◆ EXERCISE ◆
Where a line of the entries holds the string "kinds", copy that line.

◆ Saved data entries ◆
□ □ □ □ □ □ □
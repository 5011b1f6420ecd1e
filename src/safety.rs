//! Safety monitor.
//!
//! The monitor runs **every tick before the FSM**.  It looks at the panel
//! and motor captures for this tick plus timing data and reports at most
//! one [`SafetyFault`]: every rule is checked, and when several are true at
//! once the one ranked highest by the configured [`SeverityOrder`] wins.
//!
//! ## Rules
//!
//! | Kind           | Condition                                                |
//! |----------------|----------------------------------------------------------|
//! | `EStopPressed` | panel e-stop asserted                                     |
//! | `MotorFault`   | motor reported an error code                              |
//! | `CommTimeout`  | motor silent for more than `comm_timeout_ticks` in a row  |
//! | `TickOverrun`  | loop timer reported a severe late wake (if enabled)       |
//! | `OverSpeed`    | \|measured velocity\| strictly above the ceiling          |
//! | `CycleTimeout` | dispatch + run, or a single stop, longer than `max_cycle_ms` |
//!
//! Over speed is only judged on live telemetry.  A silent tick reports a
//! zeroed velocity, and sustained silence is already `CommTimeout`.
//!
//! [`SafetyMonitor::evaluate`] is pure.  The only counter involved (silent
//! motor ticks) lives in [`CommWatchdog`], which the service advances once
//! per tick before evaluating.

use core::fmt;
use std::time::Duration;

use log::{error, info};
use serde::{Deserialize, Serialize};

use crate::config::RideConfig;
use crate::fsm::RideState;
use crate::fsm::context::{ControlPanelSnapshot, MotorStatus};

// ---------------------------------------------------------------------------
// Fault kinds and precedence
// ---------------------------------------------------------------------------

/// Discriminant of [`SafetyFault`] without its payload; used to express
/// precedence policy.
#[derive(Debug, Clone, Copy, PartialEq, Eq, Hash, Serialize, Deserialize)]
#[serde(rename_all = "snake_case")]
pub enum FaultKind {
    EStopPressed,
    MotorFault,
    CommTimeout,
    TickOverrun,
    OverSpeed,
    CycleTimeout,
}

impl FaultKind {
    pub const COUNT: usize = 6;

    /// Default precedence, most severe first.
    pub const ALL: [FaultKind; Self::COUNT] = [
        FaultKind::EStopPressed,
        FaultKind::MotorFault,
        FaultKind::CommTimeout,
        FaultKind::TickOverrun,
        FaultKind::OverSpeed,
        FaultKind::CycleTimeout,
    ];
}

/// Fault precedence list.  Validated by [`RideConfig::validate`] to be a
/// permutation of [`FaultKind::ALL`].
#[derive(Debug, Clone, PartialEq, Eq, Serialize, Deserialize)]
#[serde(transparent)]
pub struct SeverityOrder(heapless::Vec<FaultKind, { FaultKind::COUNT }>);

impl Default for SeverityOrder {
    fn default() -> Self {
        Self(heapless::Vec::from_slice(&FaultKind::ALL).unwrap_or_default())
    }
}

impl SeverityOrder {
    /// Build an order from an explicit list.  Returns `None` if the list
    /// is longer than the number of fault kinds.
    pub fn new(order: &[FaultKind]) -> Option<Self> {
        heapless::Vec::from_slice(order).ok().map(Self)
    }

    /// True when every kind appears exactly once.
    pub fn is_complete(&self) -> bool {
        self.0.len() == FaultKind::COUNT
            && FaultKind::ALL
                .iter()
                .all(|k| self.0.iter().filter(|o| *o == k).count() == 1)
    }

    /// Position of `kind` in the order (0 = most severe).
    pub fn rank(&self, kind: FaultKind) -> usize {
        self.0
            .iter()
            .position(|k| *k == kind)
            .unwrap_or(FaultKind::COUNT)
    }

    pub fn as_slice(&self) -> &[FaultKind] {
        &self.0
    }
}

// ---------------------------------------------------------------------------
// SafetyFault
// ---------------------------------------------------------------------------

/// The single fault verdict reported for a tick.
#[derive(Debug, Clone, Copy, PartialEq, Eq, Default, Serialize, Deserialize)]
#[serde(tag = "kind", content = "value", rename_all = "snake_case")]
pub enum SafetyFault {
    #[default]
    None,
    /// Operator (or fail-safe) emergency stop.
    EStopPressed,
    /// Motor controller error code.
    MotorFault(u32),
    /// Motor telemetry silent past the timeout.
    CommTimeout,
    /// Loop woke this many milliseconds past its deadline.
    TickOverrun(u32),
    /// Measured velocity (QPPS) above the ceiling.
    OverSpeed(i32),
    /// Ride cycle ran past its maximum duration.
    CycleTimeout,
}

impl SafetyFault {
    pub fn kind(self) -> Option<FaultKind> {
        match self {
            Self::None => None,
            Self::EStopPressed => Some(FaultKind::EStopPressed),
            Self::MotorFault(_) => Some(FaultKind::MotorFault),
            Self::CommTimeout => Some(FaultKind::CommTimeout),
            Self::TickOverrun(_) => Some(FaultKind::TickOverrun),
            Self::OverSpeed(_) => Some(FaultKind::OverSpeed),
            Self::CycleTimeout => Some(FaultKind::CycleTimeout),
        }
    }

    pub fn is_none(self) -> bool {
        matches!(self, Self::None)
    }

    pub fn is_some(self) -> bool {
        !self.is_none()
    }
}

impl fmt::Display for SafetyFault {
    fn fmt(&self, f: &mut fmt::Formatter<'_>) -> fmt::Result {
        match self {
            Self::None => write!(f, "none"),
            Self::EStopPressed => write!(f, "e-stop pressed"),
            Self::MotorFault(code) => write!(f, "motor fault {code:#010x}"),
            Self::CommTimeout => write!(f, "motor communication timeout"),
            Self::TickOverrun(ms) => write!(f, "control loop overrun ({ms} ms late)"),
            Self::OverSpeed(v) => write!(f, "over speed ({v} QPPS)"),
            Self::CycleTimeout => write!(f, "ride cycle timeout"),
        }
    }
}

// ---------------------------------------------------------------------------
// Monitor inputs
// ---------------------------------------------------------------------------

/// Everything the monitor looks at for one tick.
#[derive(Debug, Clone, Copy)]
pub struct SafetyInputs<'a> {
    pub panel: &'a ControlPanelSnapshot,
    pub motor: &'a MotorStatus,
    /// Consecutive ticks with no motor telemetry, this tick included.
    pub silent_ticks: u32,
    /// State the FSM is in when the tick starts.
    pub state: RideState,
    /// Time spent in `state` as of this tick.
    pub elapsed_in_state: Duration,
    /// Time since dispatch started, if a cycle is in progress.
    pub cycle_elapsed: Option<Duration>,
    /// Lateness reported by the loop timer for this tick.
    pub overrun: Option<Duration>,
}

// ---------------------------------------------------------------------------
// SafetyMonitor
// ---------------------------------------------------------------------------

/// Safety monitor.
#[derive(Debug, Clone)]
pub struct SafetyMonitor {
    overspeed_ceiling: u32,
    comm_timeout_ticks: u32,
    max_cycle: Duration,
    fault_on_overrun: bool,
    order: SeverityOrder,
}

impl SafetyMonitor {
    pub fn new(config: &RideConfig) -> Self {
        Self {
            overspeed_ceiling: config.overspeed_ceiling.unsigned_abs(),
            comm_timeout_ticks: config.comm_timeout_ticks,
            max_cycle: Duration::from_millis(u64::from(config.max_cycle_ms)),
            fault_on_overrun: config.fault_on_overrun,
            order: config.severity_order.clone(),
        }
    }

    /// Evaluate every rule and return the most severe active fault, or
    /// [`SafetyFault::None`].
    pub fn evaluate(&self, inputs: &SafetyInputs<'_>) -> SafetyFault {
        self.active(inputs)
            .into_iter()
            .next()
            .unwrap_or(SafetyFault::None)
    }

    /// All active faults, most severe first.
    pub fn active(&self, inputs: &SafetyInputs<'_>) -> heapless::Vec<SafetyFault, { FaultKind::COUNT }> {
        let mut found: heapless::Vec<SafetyFault, { FaultKind::COUNT }> = heapless::Vec::new();
        let mut raise = |fault: SafetyFault| {
            // Capacity equals the number of rules; one push per rule.
            let _ = found.push(fault);
        };

        // ── E-stop ────────────────────────────────────────────────
        if inputs.panel.estop_asserted {
            raise(SafetyFault::EStopPressed);
        }

        // ── Motor controller fault code ──────────────────────────
        if let Some(code) = inputs.motor.fault_code {
            raise(SafetyFault::MotorFault(code));
        }

        // ── Telemetry silence ─────────────────────────────────────
        if inputs.silent_ticks > self.comm_timeout_ticks {
            raise(SafetyFault::CommTimeout);
        }

        // ── Scheduling delay ──────────────────────────────────────
        if self.fault_on_overrun {
            if let Some(late) = inputs.overrun {
                raise(SafetyFault::TickOverrun(
                    u32::try_from(late.as_millis()).unwrap_or(u32::MAX),
                ));
            }
        }

        // ── Over speed ────────────────────────────────────────────
        // Silent ticks carry no measurement; silence has its own rule.
        if inputs.motor.comm_alive
            && inputs.motor.measured_velocity.unsigned_abs() > self.overspeed_ceiling
        {
            raise(SafetyFault::OverSpeed(inputs.motor.measured_velocity));
        }

        // ── Cycle duration ────────────────────────────────────────
        let cycle_overdue = matches!(inputs.state, RideState::Dispatching | RideState::Running)
            && inputs.cycle_elapsed.is_some_and(|t| t > self.max_cycle);
        // A stop that never settles would hold the ride in Stopping forever.
        let stop_overdue =
            inputs.state == RideState::Stopping && inputs.elapsed_in_state > self.max_cycle;
        if cycle_overdue || stop_overdue {
            raise(SafetyFault::CycleTimeout);
        }

        found.sort_unstable_by_key(|f| f.kind().map_or(FaultKind::COUNT, |k| self.order.rank(k)));
        found
    }
}

// ---------------------------------------------------------------------------
// Communication watchdog
// ---------------------------------------------------------------------------

/// Counts consecutive ticks without motor telemetry.
#[derive(Debug, Clone, Default)]
pub struct CommWatchdog {
    silent: u32,
}

impl CommWatchdog {
    pub fn new() -> Self {
        Self::default()
    }

    /// Record this tick's liveness.  Returns the updated silent-tick count.
    pub fn observe(&mut self, alive: bool) -> u32 {
        if alive {
            self.silent = 0;
        } else {
            self.silent = self.silent.saturating_add(1);
        }
        self.silent
    }

    pub fn silent_ticks(&self) -> u32 {
        self.silent
    }
}

// ---------------------------------------------------------------------------
// Fault edge logging
// ---------------------------------------------------------------------------

/// Remembers the last reported fault so onset and clearance are logged
/// once instead of every tick.
#[derive(Debug, Clone, Default)]
pub struct FaultTracker {
    last: SafetyFault,
}

impl FaultTracker {
    pub fn update(&mut self, fault: SafetyFault) {
        if fault == self.last {
            return;
        }
        match (self.last, fault) {
            (_, SafetyFault::None) => info!("SAFETY FAULT CLEARED: {}", self.last),
            (SafetyFault::None, now) => error!("SAFETY FAULT SET: {now}"),
            (before, now) => error!("SAFETY FAULT CHANGED: {before} -> {now}"),
        }
        self.last = fault;
    }

    pub fn last(&self) -> SafetyFault {
        self.last
    }
}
□ □ □ □ □ □ □
◆ WRITTEN RESPONSE ◆
// Fault kinds and precedence
    /// is longer than the number of fault kinds.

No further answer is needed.